Asiatic Cheetah is a magnificent animal that derives its name from the Sanskrit word Chitraka meaning 'the spotted one'. Once found all over South-West Asia, India, and her neighbors in the north west, it is now found only in Iran.
However, some rare sightings have also been reported from Pakistan and Afghanistan. Because of this, this predator which was once known as the Indian Cheetah, is now more popularly known as the Iranian Cheetah.
It prefers to live in dry, semi-desert areas with less vegetation.
The reason being this type of terrain suits its mode of hunting, which is running and attacking rather than stalking and pouncing on its prey. It thrives well in treeless plains or plains which are covered with bushes or medium and tall grasses.
Fastest on land, this animal is built for speed. It can reach an incredible speed of up to 70 mph.

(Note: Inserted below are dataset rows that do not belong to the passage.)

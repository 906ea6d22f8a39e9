use std::io;
use std::sync::Arc;

/// Errors from sandbox operations.
///
/// Backends map their internal failures into these variants. `NotFound`
/// means the backend no longer knows the session id; it is the one failure
/// the apply engine recovers from by itself. The type is `Clone` so a single
/// provisioning failure can be handed to every caller awaiting a shared
/// creation future.
#[derive(thiserror::Error, Debug, Clone)]
pub enum SandboxError {
    #[error("no active sandbox session")]
    NoActiveSandbox,

    #[error("sandbox not found: {0}")]
    NotFound(String),

    #[error("provision failed: {0}")]
    Provision(String),

    #[error(
        "{operation} failed after {elapsed_ms}ms (timeout {timeout_ms}ms){}: {message}",
        abort_marker(.aborted)
    )]
    Transport {
        operation: String,
        timeout_ms: u64,
        elapsed_ms: u64,
        aborted: bool,
        message: String,
    },

    #[error("exec failed: {0}")]
    Exec(String),

    #[error("unsupported operation: {0}")]
    Unsupported(&'static str),

    #[error("cancelled: {0}")]
    Cancelled(String),

    #[error("io: {0}")]
    Io(Arc<io::Error>),

    #[error("serialization: {0}")]
    Serde(String),

    #[error("backend error: {0}")]
    Backend(String),
}

fn abort_marker(aborted: &bool) -> &'static str {
    if *aborted { " (aborted)" } else { "" }
}

impl From<io::Error> for SandboxError {
    fn from(err: io::Error) -> Self {
        SandboxError::Io(Arc::new(err))
    }
}

impl SandboxError {
    /// True when the backend reported that the session id is gone.
    pub fn is_session_missing(&self) -> bool {
        matches!(self, SandboxError::NotFound(_))
    }

    /// True for network failures and timeouts on a backend call.
    pub fn is_transport(&self) -> bool {
        matches!(self, SandboxError::Transport { .. })
    }
}

#[cfg(test)]
mod tests {
    use super::*;

    #[test]
    fn no_active_sandbox_displays() {
        assert_eq!(
            SandboxError::NoActiveSandbox.to_string(),
            "no active sandbox session"
        );
    }

    #[test]
    fn not_found_displays_id() {
        let err = SandboxError::NotFound("sbx-123".into());
        assert_eq!(err.to_string(), "sandbox not found: sbx-123");
        assert!(err.is_session_missing());
    }

    #[test]
    fn transport_aborted_carries_diagnostics() {
        let err = SandboxError::Transport {
            operation: "POST http://backend/sessions/abc/exec".into(),
            timeout_ms: 250,
            elapsed_ms: 251,
            aborted: true,
            message: "request timed out".into(),
        };
        let msg = err.to_string();
        assert!(msg.contains("timeout 250ms"));
        assert!(msg.contains("after 251ms"));
        assert!(msg.contains("(aborted)"));
        assert!(msg.starts_with("POST http://backend/sessions/abc/exec"));
        assert!(err.is_transport());
    }

    #[test]
    fn transport_without_abort_has_no_marker() {
        let err = SandboxError::Transport {
            operation: "GET http://backend/sessions/abc".into(),
            timeout_ms: 1000,
            elapsed_ms: 12,
            aborted: false,
            message: "connection refused".into(),
        };
        assert!(!err.to_string().contains("aborted"));
    }

    #[test]
    fn io_error_converts_via_from() {
        let io_err = io::Error::new(io::ErrorKind::NotFound, "file missing");
        let err: SandboxError = io_err.into();
        assert!(err.to_string().contains("file missing"));
        assert!(matches!(err, SandboxError::Io(_)));
        assert!(!err.is_session_missing());
    }

    #[test]
    fn provision_exec_serde_backend_display() {
        assert_eq!(
            SandboxError::Provision("quota exceeded".into()).to_string(),
            "provision failed: quota exceeded"
        );
        assert_eq!(
            SandboxError::Exec("process died".into()).to_string(),
            "exec failed: process died"
        );
        assert_eq!(
            SandboxError::Serde("bad json".into()).to_string(),
            "serialization: bad json"
        );
        assert_eq!(
            SandboxError::Backend("502 Bad Gateway".into()).to_string(),
            "backend error: 502 Bad Gateway"
        );
    }

    #[test]
    fn error_is_send_sync_and_clone() {
        fn assert_traits<T: Send + Sync + Clone>() {}
        assert_traits::<SandboxError>();
    }
}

Its long, slender body is balanced on strong, lean legs while its two and a half feet long tail helps it to maintain balance while taking sharp turns as it hunts down its prey.
Its body is usually four to five feet long and it can grow up to two and a half feet tall. Its tawny coat is made of short, coarse hair and is marked with its characteristic black spots from which it derives its name.

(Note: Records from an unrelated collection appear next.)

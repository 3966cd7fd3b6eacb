//! Router assembly

use axum::{
    routing::{get, post},
    Router,
};
use tower_http::{cors::CorsLayer, trace::TraceLayer};

use crate::handlers;
use crate::state::AppState;

pub fn router(state: AppState) -> Router {
    Router::new()
        .route("/health", get(handlers::health))
        .route("/metrics", get(handlers::render_metrics))
        .route("/api/sessions", post(handlers::create_session))
        .route(
            "/api/sessions/:id",
            get(handlers::get_session).delete(handlers::delete_session),
        )
        .route("/api/sessions/:id/messages", post(handlers::post_message))
        .route("/api/sessions/:id/reset", post(handlers::reset_session))
        .route("/api/sessions/:id/demo/:flow", post(handlers::start_demo))
        .layer(TraceLayer::new_for_http())
        .layer(CorsLayer::permissive())
        .with_state(state)
}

Usually a solitary hunter, the Asiatic Cheetah hunts during the day. This adaptation is to reduce direct conflict with other cats that hunt during the night.
It hunts by using its ability to run fast. It chases its prey and brings it down by the throat. Their favorite prey are gazelles, antelopes, wild goat, and wild sheep.
Threats to its Survival
Once the pride of the Indian Maharajas, this animal is now on the brink of extinction. The factors that have played an important role in their dwindling numbers are:
Loss of Prey
Encroachment by human population into the forests have resulted in the loss of habitat. Hunting and poaching of these herbivores by human beings has made food scarce for the feline.
Loss of Habitat
Increase in human population has not only caused the habitat of its preys to shrink but has also caused the cheetah to lose its home. Besides this, the habitat of the cheetah in Iran has been found to be rich in coal, copper and iron deposits.
Although mining itself is not a direct cause of the loss of habitat, allied activities like construction of roads and increase in traffic has led to more frequent confrontations between the Cheetah and human beings.
Hunting and Poaching
The Asiatic Cheetah has been a coveted kill for its coat. It was hunted to near extinction by the Indian Royalty and Europeans for its coat, which was a symbol of wealth and bravery.
The inherent problem with this cat is the lack of genetic diversity. It has descended from a small group of ancestors that interbred some thousands of years back. This has weakened its immune system, which in turn is one of the main reasons of the high mortality rate among the cubs.
Use in Hunting
One of the earliest reasons for the decline in the number of these cats is their use in hunting by man. It is the only cat that can be tamed and trained to hunt. The Indian emperor Akbar is believed to have had about 1000 of them to help him during his hunting expeditions.
It is for this reason that these cats were also referred to as the 'hunting leopards' by the British in India. However, the sad part is that these animals do not have the tendency of surviving well in captivity, which is why their numbers decreased drastically.
Conservation of the Asiatic Cheetah Project (CACP) has been launched by the United Nations Development Programme (UNDP), the Global Environment Facility (GEF) and the Department of Environment of Iran to preserve the population left in Iran.
Cheetah Friends is another group of young people who are trained to spread awareness amongst people about this beautiful animal. A program had been developed in Iran to train the herders who consider the cat a major threat to their livestock and often confuse it with some other carnivore.
The story of the fall of this magnificent animal that once proudly roamed the land from the Arabian Peninsula to India, to being reduced to less than a hundred in number today, is a grim reminder of how human activities have led to large-scale wildlife extinction.
Having already been listed as a critically endangered species in the IUCN Red List of Threatened Animals, there is an urgent need to address the rapid disappearance of this species from the face of the Earth.